DATASET ENTRIES below:

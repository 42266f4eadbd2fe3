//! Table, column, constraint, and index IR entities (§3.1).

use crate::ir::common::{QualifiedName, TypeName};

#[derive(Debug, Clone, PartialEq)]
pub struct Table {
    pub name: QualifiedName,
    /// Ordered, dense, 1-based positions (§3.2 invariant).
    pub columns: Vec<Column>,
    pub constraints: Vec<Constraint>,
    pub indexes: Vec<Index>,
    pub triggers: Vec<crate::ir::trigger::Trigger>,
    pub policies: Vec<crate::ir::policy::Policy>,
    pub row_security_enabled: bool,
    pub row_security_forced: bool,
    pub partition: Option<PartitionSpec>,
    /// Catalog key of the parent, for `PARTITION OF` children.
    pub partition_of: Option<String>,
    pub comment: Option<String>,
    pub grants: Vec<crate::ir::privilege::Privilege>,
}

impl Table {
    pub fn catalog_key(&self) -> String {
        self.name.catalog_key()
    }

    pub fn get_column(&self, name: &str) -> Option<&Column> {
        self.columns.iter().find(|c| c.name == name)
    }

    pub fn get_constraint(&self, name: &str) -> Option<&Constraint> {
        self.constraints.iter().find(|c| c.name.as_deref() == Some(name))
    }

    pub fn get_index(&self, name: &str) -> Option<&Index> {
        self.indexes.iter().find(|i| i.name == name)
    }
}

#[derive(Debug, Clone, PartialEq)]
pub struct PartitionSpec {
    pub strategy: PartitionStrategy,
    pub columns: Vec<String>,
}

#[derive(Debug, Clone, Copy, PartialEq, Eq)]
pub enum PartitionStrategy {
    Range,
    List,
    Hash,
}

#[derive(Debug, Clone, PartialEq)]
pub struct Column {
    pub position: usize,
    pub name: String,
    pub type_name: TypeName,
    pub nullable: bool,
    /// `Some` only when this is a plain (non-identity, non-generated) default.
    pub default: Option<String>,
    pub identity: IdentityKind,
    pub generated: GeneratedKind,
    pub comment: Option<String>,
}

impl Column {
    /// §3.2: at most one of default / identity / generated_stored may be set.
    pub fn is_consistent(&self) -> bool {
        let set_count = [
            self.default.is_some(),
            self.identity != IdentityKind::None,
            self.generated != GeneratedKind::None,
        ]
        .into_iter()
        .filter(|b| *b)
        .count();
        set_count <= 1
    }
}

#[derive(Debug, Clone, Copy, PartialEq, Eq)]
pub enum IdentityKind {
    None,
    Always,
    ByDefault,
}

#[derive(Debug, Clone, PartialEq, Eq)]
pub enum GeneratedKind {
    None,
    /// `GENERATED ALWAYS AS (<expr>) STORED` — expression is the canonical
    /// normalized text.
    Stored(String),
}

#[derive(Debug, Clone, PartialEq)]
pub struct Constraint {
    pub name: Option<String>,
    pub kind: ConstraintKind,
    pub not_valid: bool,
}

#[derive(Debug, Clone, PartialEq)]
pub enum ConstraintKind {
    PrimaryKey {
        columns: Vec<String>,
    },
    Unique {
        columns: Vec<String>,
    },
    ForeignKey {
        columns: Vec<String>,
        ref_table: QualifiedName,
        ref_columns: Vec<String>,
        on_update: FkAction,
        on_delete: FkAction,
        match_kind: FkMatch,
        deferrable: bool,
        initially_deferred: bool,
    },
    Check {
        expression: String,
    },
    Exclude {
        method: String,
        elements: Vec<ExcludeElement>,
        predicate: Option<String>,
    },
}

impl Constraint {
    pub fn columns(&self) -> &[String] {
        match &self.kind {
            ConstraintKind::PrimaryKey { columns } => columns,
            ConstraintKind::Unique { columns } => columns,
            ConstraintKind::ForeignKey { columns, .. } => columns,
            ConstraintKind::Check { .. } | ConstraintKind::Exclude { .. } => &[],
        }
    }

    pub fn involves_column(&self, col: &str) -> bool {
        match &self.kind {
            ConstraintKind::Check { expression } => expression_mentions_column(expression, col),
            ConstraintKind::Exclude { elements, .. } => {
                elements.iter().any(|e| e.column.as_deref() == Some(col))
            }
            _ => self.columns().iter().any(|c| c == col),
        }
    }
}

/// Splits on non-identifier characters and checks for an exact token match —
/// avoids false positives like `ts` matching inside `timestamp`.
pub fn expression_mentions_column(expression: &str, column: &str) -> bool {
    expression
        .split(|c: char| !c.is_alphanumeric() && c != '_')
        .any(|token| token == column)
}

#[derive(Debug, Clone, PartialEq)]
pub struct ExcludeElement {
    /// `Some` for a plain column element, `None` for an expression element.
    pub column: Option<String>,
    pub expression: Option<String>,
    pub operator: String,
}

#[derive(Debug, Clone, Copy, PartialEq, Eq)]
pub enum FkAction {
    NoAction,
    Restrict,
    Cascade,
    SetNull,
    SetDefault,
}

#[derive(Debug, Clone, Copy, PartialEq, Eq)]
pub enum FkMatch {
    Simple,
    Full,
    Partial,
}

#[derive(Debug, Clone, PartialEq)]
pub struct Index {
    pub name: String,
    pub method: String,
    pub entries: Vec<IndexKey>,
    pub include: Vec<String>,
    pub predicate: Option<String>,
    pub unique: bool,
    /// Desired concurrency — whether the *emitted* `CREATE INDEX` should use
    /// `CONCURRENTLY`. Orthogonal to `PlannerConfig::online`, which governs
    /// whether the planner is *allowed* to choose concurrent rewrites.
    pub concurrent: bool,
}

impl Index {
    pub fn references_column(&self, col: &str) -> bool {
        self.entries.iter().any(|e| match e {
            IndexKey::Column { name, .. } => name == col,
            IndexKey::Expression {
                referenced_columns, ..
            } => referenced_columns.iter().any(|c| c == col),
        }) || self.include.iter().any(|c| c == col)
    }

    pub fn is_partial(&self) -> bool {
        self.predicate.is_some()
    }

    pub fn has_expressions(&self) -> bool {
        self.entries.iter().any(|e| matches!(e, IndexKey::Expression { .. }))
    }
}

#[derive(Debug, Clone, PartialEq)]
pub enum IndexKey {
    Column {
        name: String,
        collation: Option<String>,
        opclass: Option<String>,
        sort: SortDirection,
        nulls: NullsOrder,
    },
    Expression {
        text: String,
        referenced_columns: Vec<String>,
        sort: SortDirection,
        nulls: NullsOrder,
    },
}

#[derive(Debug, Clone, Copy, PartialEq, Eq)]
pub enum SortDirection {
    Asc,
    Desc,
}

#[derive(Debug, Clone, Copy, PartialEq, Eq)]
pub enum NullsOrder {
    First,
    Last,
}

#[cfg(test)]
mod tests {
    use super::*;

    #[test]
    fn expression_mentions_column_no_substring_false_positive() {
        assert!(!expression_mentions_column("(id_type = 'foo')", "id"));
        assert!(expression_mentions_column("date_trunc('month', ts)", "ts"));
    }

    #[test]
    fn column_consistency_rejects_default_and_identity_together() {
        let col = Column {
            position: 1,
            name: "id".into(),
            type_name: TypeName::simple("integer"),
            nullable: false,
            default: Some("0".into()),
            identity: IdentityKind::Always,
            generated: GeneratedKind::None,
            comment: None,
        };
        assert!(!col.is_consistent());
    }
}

End of DATASET ENTRIES.
DATASET ENTRIES below:

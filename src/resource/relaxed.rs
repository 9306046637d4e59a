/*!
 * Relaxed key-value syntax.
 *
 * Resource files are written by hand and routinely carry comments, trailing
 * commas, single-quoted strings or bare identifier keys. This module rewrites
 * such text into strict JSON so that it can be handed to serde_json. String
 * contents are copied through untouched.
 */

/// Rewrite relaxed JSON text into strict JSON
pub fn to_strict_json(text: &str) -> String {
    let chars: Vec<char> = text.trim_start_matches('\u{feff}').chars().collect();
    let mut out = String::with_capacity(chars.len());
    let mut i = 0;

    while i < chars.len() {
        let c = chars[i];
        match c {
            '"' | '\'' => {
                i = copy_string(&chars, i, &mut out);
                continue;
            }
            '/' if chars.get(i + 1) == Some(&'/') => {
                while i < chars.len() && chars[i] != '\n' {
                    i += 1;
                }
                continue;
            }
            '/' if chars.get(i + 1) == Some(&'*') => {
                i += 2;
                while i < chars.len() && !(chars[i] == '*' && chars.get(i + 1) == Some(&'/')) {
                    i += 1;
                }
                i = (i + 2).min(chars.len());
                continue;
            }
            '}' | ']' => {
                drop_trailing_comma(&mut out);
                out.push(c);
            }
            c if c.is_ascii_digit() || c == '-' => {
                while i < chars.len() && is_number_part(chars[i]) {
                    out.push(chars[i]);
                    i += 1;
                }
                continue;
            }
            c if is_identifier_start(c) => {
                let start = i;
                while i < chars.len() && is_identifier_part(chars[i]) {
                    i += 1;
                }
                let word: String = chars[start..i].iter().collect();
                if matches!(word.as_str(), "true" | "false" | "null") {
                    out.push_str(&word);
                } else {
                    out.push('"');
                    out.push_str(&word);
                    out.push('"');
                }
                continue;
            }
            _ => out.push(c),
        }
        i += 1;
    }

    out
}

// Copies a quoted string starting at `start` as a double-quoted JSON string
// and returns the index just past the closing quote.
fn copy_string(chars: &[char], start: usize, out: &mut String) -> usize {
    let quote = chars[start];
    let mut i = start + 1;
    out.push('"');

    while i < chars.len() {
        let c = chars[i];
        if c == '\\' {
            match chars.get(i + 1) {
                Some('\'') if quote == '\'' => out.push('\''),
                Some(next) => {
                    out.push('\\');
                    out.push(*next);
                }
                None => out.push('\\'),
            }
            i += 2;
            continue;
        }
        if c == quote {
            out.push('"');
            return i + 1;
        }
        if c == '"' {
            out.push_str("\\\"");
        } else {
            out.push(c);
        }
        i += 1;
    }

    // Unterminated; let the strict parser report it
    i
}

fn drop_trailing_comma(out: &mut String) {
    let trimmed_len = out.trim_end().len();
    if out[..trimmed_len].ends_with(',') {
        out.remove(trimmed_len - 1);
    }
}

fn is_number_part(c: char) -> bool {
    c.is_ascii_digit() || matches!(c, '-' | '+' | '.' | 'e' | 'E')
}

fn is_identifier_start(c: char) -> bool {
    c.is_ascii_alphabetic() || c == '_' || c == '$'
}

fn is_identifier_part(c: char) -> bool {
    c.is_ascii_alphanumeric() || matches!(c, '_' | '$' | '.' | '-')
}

End of DATASET ENTRIES.
DATASET ENTRIES below:

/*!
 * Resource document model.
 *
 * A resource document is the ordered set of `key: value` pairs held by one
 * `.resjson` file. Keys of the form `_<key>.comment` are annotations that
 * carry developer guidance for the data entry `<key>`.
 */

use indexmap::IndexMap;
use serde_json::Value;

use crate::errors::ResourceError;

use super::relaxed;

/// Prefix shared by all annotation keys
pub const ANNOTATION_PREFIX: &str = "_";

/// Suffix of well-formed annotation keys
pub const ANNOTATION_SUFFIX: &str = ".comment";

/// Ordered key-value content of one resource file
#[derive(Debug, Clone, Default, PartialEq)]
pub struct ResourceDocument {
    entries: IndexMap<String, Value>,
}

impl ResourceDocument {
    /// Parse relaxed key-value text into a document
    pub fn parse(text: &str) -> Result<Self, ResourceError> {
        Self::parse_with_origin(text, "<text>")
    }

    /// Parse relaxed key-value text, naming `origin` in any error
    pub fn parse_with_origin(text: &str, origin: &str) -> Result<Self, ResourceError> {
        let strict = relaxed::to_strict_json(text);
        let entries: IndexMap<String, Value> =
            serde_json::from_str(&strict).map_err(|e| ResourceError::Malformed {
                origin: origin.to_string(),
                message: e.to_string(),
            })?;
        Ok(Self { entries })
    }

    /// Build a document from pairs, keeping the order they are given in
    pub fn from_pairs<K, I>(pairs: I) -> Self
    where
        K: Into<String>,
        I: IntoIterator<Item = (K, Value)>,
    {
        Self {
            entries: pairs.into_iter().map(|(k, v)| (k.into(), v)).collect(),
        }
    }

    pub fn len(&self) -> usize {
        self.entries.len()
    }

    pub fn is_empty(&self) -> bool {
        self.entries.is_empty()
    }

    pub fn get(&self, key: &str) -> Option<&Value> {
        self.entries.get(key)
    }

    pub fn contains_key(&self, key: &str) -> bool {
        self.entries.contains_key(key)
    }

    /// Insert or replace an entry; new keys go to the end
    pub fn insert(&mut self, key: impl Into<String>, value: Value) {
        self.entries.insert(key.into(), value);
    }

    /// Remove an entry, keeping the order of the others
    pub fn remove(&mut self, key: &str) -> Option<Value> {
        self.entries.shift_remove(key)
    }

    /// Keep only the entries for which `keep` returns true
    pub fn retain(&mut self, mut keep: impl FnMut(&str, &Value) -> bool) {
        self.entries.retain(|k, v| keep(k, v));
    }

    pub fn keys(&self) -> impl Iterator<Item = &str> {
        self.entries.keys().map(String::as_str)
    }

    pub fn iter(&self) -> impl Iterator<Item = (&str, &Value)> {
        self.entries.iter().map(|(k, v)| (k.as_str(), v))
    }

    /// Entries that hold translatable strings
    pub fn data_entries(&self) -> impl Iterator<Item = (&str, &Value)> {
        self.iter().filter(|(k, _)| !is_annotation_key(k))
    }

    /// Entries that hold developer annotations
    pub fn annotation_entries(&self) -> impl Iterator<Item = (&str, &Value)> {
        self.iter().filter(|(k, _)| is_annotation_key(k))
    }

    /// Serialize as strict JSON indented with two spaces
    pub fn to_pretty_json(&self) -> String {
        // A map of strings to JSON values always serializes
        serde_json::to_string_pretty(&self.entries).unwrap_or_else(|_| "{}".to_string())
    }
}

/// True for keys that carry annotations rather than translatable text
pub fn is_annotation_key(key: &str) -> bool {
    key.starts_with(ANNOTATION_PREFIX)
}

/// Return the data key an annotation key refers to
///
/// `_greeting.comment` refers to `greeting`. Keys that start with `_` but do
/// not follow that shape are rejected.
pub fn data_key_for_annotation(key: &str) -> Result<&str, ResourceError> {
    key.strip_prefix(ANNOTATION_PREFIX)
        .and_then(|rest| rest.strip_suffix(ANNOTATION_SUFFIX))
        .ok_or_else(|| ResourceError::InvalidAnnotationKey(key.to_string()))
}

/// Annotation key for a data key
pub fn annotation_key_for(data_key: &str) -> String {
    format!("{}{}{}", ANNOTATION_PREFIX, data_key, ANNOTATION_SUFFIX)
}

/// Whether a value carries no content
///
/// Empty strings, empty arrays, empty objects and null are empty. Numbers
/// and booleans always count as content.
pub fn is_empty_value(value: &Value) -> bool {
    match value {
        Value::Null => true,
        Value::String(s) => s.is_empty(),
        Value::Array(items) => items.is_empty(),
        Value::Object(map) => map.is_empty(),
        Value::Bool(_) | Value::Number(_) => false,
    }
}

End of DATASET ENTRIES.

■ **PROBLEM DETAILS**
Respond with nothing but the number of lines in the data above that include the word "IdentityKind".

■ **WRITTEN SOLUTION**
4